### TRY IT
Scan the entries for lines with the word "derive", then copy those lines.

### RECORDS FOR THE TASK
//! Docker commands for managing development services

use anyhow::{Context, Result};
use clap::Subcommand;
use console::style;
use devkit_core::AppContext;
use dialoguer::{FuzzySelect, MultiSelect};
use std::process::Command;

#[derive(Debug, Clone)]
struct ServiceInfo {
    name: String,
    description: String,
    buildable: bool,
    shell: String,
}

/// Parse docker-compose.yml via `docker compose config --format json`
fn discover_services(ctx: &AppContext) -> Result<Vec<ServiceInfo>> {
    let output = Command::new("docker")
        .args(["compose", "-f"])
        .arg(ctx.repo.join("docker-compose.yml"))
        .args(["config", "--format", "json"])
        .output()
        .context("Failed to run docker compose config")?;

    if !output.status.success() {
        anyhow::bail!(
            "docker compose config failed: {}",
            String::from_utf8_lossy(&output.stderr)
        );
    }

    let config: serde_json::Value = serde_json::from_slice(&output.stdout)?;
    let services_map = config["services"]
        .as_object()
        .context("No services in docker-compose.yml")?;

    let mut services: Vec<ServiceInfo> = services_map
        .iter()
        .map(|(name, svc)| {
            let labels = &svc["labels"];
            let description = labels["dev.description"]
                .as_str()
                .unwrap_or_else(|| svc["image"].as_str().unwrap_or(""))
                .to_string();
            let buildable = svc.get("build").is_some();
            let shell = labels["dev.shell"]
                .as_str()
                .unwrap_or("sh")
                .to_string();
            ServiceInfo {
                name: name.clone(),
                description,
                buildable,
                shell,
            }
        })
        .collect();

    services.sort_by(|a, b| a.name.cmp(&b.name));
    Ok(services)
}

#[derive(Subcommand)]
pub enum DockerCommand {
    /// Start services
    Up {
        /// Services to start (omit for interactive selection)
        #[arg(value_name = "SERVICE")]
        services: Vec<String>,

        /// Start all services
        #[arg(short, long)]
        all: bool,

        /// Include optional services (web)
        #[arg(long)]
        full: bool,

        /// Run in detached mode
        #[arg(short, long, default_value = "true")]
        detach: bool,
    },

    /// Stop services
    Down {
        /// Services to stop (omit for all)
        #[arg(value_name = "SERVICE")]
        services: Vec<String>,

        /// Remove volumes (WARNING: deletes data)
        #[arg(short, long)]
        volumes: bool,
    },

    /// Restart services
    Restart {
        /// Services to restart (omit for interactive selection)
        #[arg(value_name = "SERVICE")]
        services: Vec<String>,

        /// Restart all services
        #[arg(short, long)]
        all: bool,
    },

    /// Rebuild service images
    Build {
        /// Services to build (omit for interactive selection)
        #[arg(value_name = "SERVICE")]
        services: Vec<String>,

        /// Build all services
        #[arg(short, long)]
        all: bool,

        /// Don't use cache
        #[arg(long)]
        no_cache: bool,
    },

    /// Follow logs from services
    Logs {
        /// Services to follow (omit for interactive selection)
        #[arg(value_name = "SERVICE")]
        services: Vec<String>,

        /// Follow all services
        #[arg(short, long)]
        all: bool,

        /// Number of lines to show initially
        #[arg(short = 'n', long, default_value = "100")]
        tail: String,

        /// Don't follow, just show recent logs
        #[arg(long)]
        no_follow: bool,
    },

    /// Show status of all services
    Status,

    /// Open a shell in a service container
    Shell {
        /// Service to open shell in
        service: Option<String>,
    },

    /// Run cypher-shell in the neo4j container
    Cypher,

    /// Run scout to discover civic signals
    Scout,
}

pub fn run(ctx: &AppContext, cmd: DockerCommand) -> Result<()> {
    match cmd {
        DockerCommand::Up {
            services,
            all,
            full,
            detach,
        } => run_up(ctx, services, all, full, detach),
        DockerCommand::Down { services, volumes } => run_down(ctx, services, volumes),
        DockerCommand::Restart { services, all } => run_restart(ctx, services, all),
        DockerCommand::Build {
            services,
            all,
            no_cache,
        } => run_build(ctx, services, all, no_cache),
        DockerCommand::Logs {
            services,
            all,
            tail,
            no_follow,
        } => run_logs(ctx, services, all, &tail, no_follow),
        DockerCommand::Status => run_status(ctx),
        DockerCommand::Shell { service } => run_shell(ctx, service),
        DockerCommand::Cypher => run_cypher(ctx),
        DockerCommand::Scout => run_scout(ctx),
    }
}

fn select_services(
    ctx: &AppContext,
    all_services: &[ServiceInfo],
    prompt: &str,
    allow_all: bool,
) -> Result<Vec<String>> {
    if ctx.quiet {
        return Ok(all_services.iter().map(|s| s.name.clone()).collect());
    }

    let items: Vec<String> = all_services
        .iter()
        .map(|s| format!("{} - {}", s.name, s.description))
        .collect();

    let mut items_with_all = items.clone();
    if allow_all {
        items_with_all.insert(0, "All services".to_string());
    }

    let selections = MultiSelect::with_theme(&ctx.theme())
        .with_prompt(prompt)
        .items(&items_with_all)
        .interact()?;

    if selections.is_empty() {
        anyhow::bail!("No services selected");
    }

    if allow_all && selections.contains(&0) {
        return Ok(all_services.iter().map(|s| s.name.clone()).collect());
    }

    let offset = if allow_all { 1 } else { 0 };
    Ok(selections
        .into_iter()
        .filter(|&i| i >= offset)
        .map(|i| all_services[i - offset].name.clone())
        .collect())
}

fn select_single_service(
    ctx: &AppContext,
    all_services: &[ServiceInfo],
    prompt: &str,
) -> Result<String> {
    if ctx.quiet {
        anyhow::bail!("Service selection requires interactive mode");
    }

    let items: Vec<String> = all_services
        .iter()
        .map(|s| format!("{} - {}", s.name, s.description))
        .collect();

    let selection = FuzzySelect::with_theme(&ctx.theme())
        .with_prompt(prompt)
        .items(&items)
        .default(0)
        .interact()?;

    Ok(all_services[selection].name.clone())
}

fn docker_compose(ctx: &AppContext) -> Command {
    let mut cmd = Command::new("docker");
    cmd.args(["compose", "-f"]);
    cmd.arg(ctx.repo.join("docker-compose.yml"));
    cmd
}

fn run_up(
    ctx: &AppContext,
    services: Vec<String>,
    all: bool,
    full: bool,
    detach: bool,
) -> Result<()> {
    let all_services = discover_services(ctx)?;

    let services = if all {
        all_services
            .iter()
            .filter(|s| s.name != "web" || full)
            .map(|s| s.name.clone())
            .collect()
    } else if services.is_empty() {
        select_services(ctx, &all_services, "Select services to start", true)?
    } else {
        services
    };

    ctx.print_header("Starting services");
    for svc in &services {
        println!("  • {}", style(svc).cyan());
    }
    println!();

    let mut cmd = docker_compose(ctx);
    if full {
        cmd.args(["--profile", "full"]);
    }
    cmd.arg("up");
    if detach {
        cmd.arg("-d");
    }
    cmd.args(&services);

    let status = cmd.status().context("Failed to run docker compose")?;

    if status.success() {
        ctx.print_success("Services started");
    } else {
        anyhow::bail!("Failed to start services");
    }

    Ok(())
}

fn run_down(ctx: &AppContext, services: Vec<String>, volumes: bool) -> Result<()> {
    ctx.print_header("Stopping services");

    if volumes {
        ctx.print_warning("WARNING: This will delete all data volumes!");
    }

    let mut cmd = docker_compose(ctx);
    cmd.arg("down");
    if volumes {
        cmd.arg("-v");
    }
    if !services.is_empty() {
        cmd.args(&services);
    }

    let status = cmd.status().context("Failed to run docker compose")?;

    if status.success() {
        ctx.print_success("Services stopped");
    } else {
        anyhow::bail!("Failed to stop services");
    }

    Ok(())
}

fn run_restart(ctx: &AppContext, services: Vec<String>, all: bool) -> Result<()> {
    let all_services = discover_services(ctx)?;

    let services = if all {
        all_services.iter().map(|s| s.name.clone()).collect()
    } else if services.is_empty() {
        select_services(ctx, &all_services, "Select services to restart", true)?
    } else {
        services
    };

    ctx.print_header("Restarting services (down + up)");
    for svc in &services {
        println!("  • {}", style(svc).cyan());
    }
    println!();

    // Use rm -sf + up -d instead of restart so config changes (volumes, env, etc.) are picked up
    let mut rm_cmd = docker_compose(ctx);
    rm_cmd.args(["rm", "-sf"]);
    rm_cmd.args(&services);

    let status = rm_cmd
        .status()
        .context("Failed to stop services")?;

    if !status.success() {
        anyhow::bail!("Failed to stop services");
    }

    let mut up_cmd = docker_compose(ctx);
    up_cmd.args(["up", "-d"]);
    up_cmd.args(&services);

    let status = up_cmd
        .status()
        .context("Failed to start services")?;

    if status.success() {
        ctx.print_success("Services restarted");
    } else {
        anyhow::bail!("Failed to restart services");
    }

    Ok(())
}

fn run_build(ctx: &AppContext, services: Vec<String>, all: bool, no_cache: bool) -> Result<()> {
    let all_services = discover_services(ctx)?;
    let buildable: Vec<&ServiceInfo> = all_services.iter().filter(|s| s.buildable).collect();

    let services = if all {
        buildable.iter().map(|s| s.name.clone()).collect()
    } else if services.is_empty() {
        let items: Vec<String> = buildable
            .iter()
            .map(|s| format!("{} - {}", s.name, s.description))
            .collect();

        if ctx.quiet {
            buildable.iter().map(|s| s.name.clone()).collect()
        } else {
            let selections = MultiSelect::with_theme(&ctx.theme())
                .with_prompt("Select services to build")
                .items(&items)
                .interact()?;

            selections
                .into_iter()
                .map(|i| buildable[i].name.clone())
                .collect()
        }
    } else {
        services
    };

    if services.is_empty() {
        ctx.print_info("No services selected to build");
        return Ok(());
    }

    ctx.print_header("Building services");
    for svc in &services {
        println!("  • {}", style(svc).cyan());
    }
    println!();

    let mut cmd = docker_compose(ctx);
    cmd.arg("build");
    if no_cache {
        cmd.arg("--no-cache");
    }
    cmd.args(&services);

    let status = cmd.status().context("Failed to run docker compose")?;

    if status.success() {
        ctx.print_success("Build complete");
    } else {
        anyhow::bail!("Build failed");
    }

    Ok(())
}

fn run_logs(
    ctx: &AppContext,
    services: Vec<String>,
    all: bool,
    tail: &str,
    no_follow: bool,
) -> Result<()> {
    let services = if all {
        vec![] // Empty means all services for logs
    } else if services.is_empty() {
        let all_services = discover_services(ctx)?;
        select_services(ctx, &all_services, "Select services to follow logs", true)?
    } else {
        services
    };

    ctx.print_header("Following logs");

    let mut cmd = docker_compose(ctx);
    cmd.arg("logs");
    cmd.args(["--tail", tail]);
    if !no_follow {
        cmd.arg("-f");
    }
    if !services.is_empty() {
        cmd.args(&services);
    }

    let status = cmd.status().context("Failed to run docker compose")?;

    if !status.success() && !no_follow {
        // Ctrl+C exits with non-zero, which is fine for logs
    }

    Ok(())
}

fn run_status(ctx: &AppContext) -> Result<()> {
    ctx.print_header("Docker service status");
    println!();

    let mut cmd = docker_compose(ctx);
    cmd.args(["ps", "--format", "table {{.Name}}\t{{.Status}}\t{{.Ports}}"]);

    let status = cmd.status().context("Failed to run docker compose")?;

    if !status.success() {
        anyhow::bail!("Failed to get status");
    }

    Ok(())
}

fn run_shell(ctx: &AppContext, service: Option<String>) -> Result<()> {
    let all_services = discover_services(ctx)?;

    let service_name = match service {
        Some(s) => s,
        None => select_single_service(ctx, &all_services, "Select service to open shell")?,
    };

    ctx.print_header(&format!("Opening shell in {}", service_name));

    let shell = all_services
        .iter()
        .find(|s| s.name == service_name)
        .map(|s| s.shell.as_str())
        .unwrap_or("sh");

    let mut cmd = docker_compose(ctx);
    cmd.args(["exec", &service_name, shell]);

    let status = cmd.status().context("Failed to open shell")?;

    if !status.success() {
        anyhow::bail!("Shell exited with error");
    }

    Ok(())
}

fn run_cypher(ctx: &AppContext) -> Result<()> {
    ctx.print_header("Connecting to Neo4j");

    let mut cmd = docker_compose(ctx);
    cmd.args([
        "exec",
        "neo4j",
        "cypher-shell",
        "-u", "neo4j",
        "-p", "rootsignal",
    ]);

    let status = cmd.status().context("Failed to connect to Neo4j")?;

    if !status.success() {
        anyhow::bail!("cypher-shell exited with error");
    }

    Ok(())
}

fn run_scout(ctx: &AppContext) -> Result<()> {
    ctx.print_header("Running scout investigation");
    ctx.print_info("Scraping sources, extracting signals, populating graph...");
    println!();

    let mut cmd = docker_compose(ctx);
    cmd.args(["run", "--rm", "scout"]);

    let status = cmd.status().context("Failed to run scout")?;

    if status.success() {
        ctx.print_success("Scout run complete");
    } else {
        anyhow::bail!("Scout run failed");
    }

    Ok(())
}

### ANSWER BELOW
#[derive(Debug, Clone)]
#[derive(Subcommand)]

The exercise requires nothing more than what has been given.